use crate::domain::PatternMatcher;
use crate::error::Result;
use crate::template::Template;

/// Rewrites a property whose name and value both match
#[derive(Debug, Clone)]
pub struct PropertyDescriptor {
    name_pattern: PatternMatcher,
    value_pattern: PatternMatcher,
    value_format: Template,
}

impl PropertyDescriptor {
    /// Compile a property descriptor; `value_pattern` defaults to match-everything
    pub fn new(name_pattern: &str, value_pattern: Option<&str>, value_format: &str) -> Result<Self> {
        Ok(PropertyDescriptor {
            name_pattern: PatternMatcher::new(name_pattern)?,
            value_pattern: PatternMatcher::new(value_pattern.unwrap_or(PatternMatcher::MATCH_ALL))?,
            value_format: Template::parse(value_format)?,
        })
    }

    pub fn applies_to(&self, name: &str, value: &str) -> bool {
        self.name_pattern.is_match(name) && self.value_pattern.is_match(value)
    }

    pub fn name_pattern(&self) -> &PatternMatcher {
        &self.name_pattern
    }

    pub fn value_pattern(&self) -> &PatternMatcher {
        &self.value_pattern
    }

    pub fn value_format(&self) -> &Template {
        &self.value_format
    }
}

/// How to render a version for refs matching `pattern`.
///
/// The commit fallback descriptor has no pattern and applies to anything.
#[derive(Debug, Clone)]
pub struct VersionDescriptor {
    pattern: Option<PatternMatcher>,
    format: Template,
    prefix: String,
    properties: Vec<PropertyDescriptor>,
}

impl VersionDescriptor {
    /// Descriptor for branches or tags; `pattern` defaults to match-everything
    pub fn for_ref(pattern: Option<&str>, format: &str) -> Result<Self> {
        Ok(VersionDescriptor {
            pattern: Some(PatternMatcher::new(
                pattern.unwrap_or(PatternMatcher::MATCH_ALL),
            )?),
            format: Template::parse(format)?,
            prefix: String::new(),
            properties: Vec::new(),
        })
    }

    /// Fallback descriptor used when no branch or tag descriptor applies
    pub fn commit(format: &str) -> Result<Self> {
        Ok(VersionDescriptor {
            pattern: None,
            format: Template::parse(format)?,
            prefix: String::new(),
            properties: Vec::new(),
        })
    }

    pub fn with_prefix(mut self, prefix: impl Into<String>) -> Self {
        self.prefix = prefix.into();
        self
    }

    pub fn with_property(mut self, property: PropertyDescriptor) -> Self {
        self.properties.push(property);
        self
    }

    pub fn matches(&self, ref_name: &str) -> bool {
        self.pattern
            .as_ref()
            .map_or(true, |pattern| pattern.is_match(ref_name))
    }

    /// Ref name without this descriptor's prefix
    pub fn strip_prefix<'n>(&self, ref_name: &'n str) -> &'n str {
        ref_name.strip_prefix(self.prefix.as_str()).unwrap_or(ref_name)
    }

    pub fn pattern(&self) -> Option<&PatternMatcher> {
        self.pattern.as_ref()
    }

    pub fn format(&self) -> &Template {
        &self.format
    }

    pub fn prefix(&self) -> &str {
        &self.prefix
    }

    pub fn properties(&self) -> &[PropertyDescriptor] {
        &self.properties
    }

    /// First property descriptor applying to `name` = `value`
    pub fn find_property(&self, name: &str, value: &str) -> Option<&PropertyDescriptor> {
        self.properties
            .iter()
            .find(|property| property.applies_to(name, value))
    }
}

━━━

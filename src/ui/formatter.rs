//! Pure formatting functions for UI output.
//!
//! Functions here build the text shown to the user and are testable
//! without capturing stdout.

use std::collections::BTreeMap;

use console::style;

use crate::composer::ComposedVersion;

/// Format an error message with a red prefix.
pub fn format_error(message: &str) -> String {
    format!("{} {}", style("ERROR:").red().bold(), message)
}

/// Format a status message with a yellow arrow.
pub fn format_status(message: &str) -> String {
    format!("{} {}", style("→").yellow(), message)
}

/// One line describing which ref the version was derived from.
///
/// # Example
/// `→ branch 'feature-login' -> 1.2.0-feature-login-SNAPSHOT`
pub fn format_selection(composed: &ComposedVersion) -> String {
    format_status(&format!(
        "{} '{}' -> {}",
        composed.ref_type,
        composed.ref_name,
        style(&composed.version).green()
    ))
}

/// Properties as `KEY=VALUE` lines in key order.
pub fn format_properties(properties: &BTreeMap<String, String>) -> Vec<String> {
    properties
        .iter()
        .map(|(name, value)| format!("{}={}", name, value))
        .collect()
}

━━━

Copy the lines that hold the word "VersionDescriptor". Take them from the records above.

pub struct VersionDescriptor {
impl VersionDescriptor {
        Ok(VersionDescriptor {
        Ok(VersionDescriptor {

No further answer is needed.